Extracted entries =>
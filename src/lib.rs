#![forbid(unsafe_code)]
//! TypeScript build conformance harness
//!
//! Drives an external type-checker (`tsc`), bundler (`webpack`) and runtime (`node`, or a headless
//! browser against a locally served bundle) over small fixture projects, and asserts every
//! observed outcome against a literal expectation from the [`tsconform_core`] catalog.
//!
//! ## Layers
//!
//! - [`harness::process`]: run a shell command, never fail, return trimmed output/error lines.
//! - [`harness::fixture`]: reset output directories, copy side-car files.
//! - [`harness::assertions`]: one function per outcome category.
//! - [`harness::serve`] + [`harness::browser`]: the browser runtime path.
//! - [`harness::runner`]: a scenario's steps in order.
//! - [`cli`]: `run`, `list`, `reset`, `exec`.
//!
//! ## Panic Policy
//!
//! - **Production code**: `Result` with `?` / `map_err`. The `cli` and `harness` modules enforce
//!   `#![deny(clippy::unwrap_used)]`.
//! - **Test code**: `.unwrap()` is acceptable in tests.

pub mod cli;
pub mod config;
pub mod harness;
pub mod version;

pub use config::HarnessConfig;
pub use harness::{AssertionFailure, CommandResult, HarnessError, ScenarioOutcome, ScenarioRunner, cmd};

Goal of the exercise => Begin with the first line of the listing and copy exactly through the line that contains "trimmed output/error lines.", please, keeping both ends and leaving out everything after.

Response for this exercise =>
filename src/lib.rs
#![forbid(unsafe_code)]
//! TypeScript build conformance harness
//!
//! Drives an external type-checker (`tsc`), bundler (`webpack`) and runtime (`node`, or a headless
//! browser against a locally served bundle) over small fixture projects, and asserts every
//! observed outcome against a literal expectation from the [`tsconform_core`] catalog.
//!
//! ## Layers
//!
//! - [`harness::process`]: run a shell command, never fail, return trimmed output/error lines.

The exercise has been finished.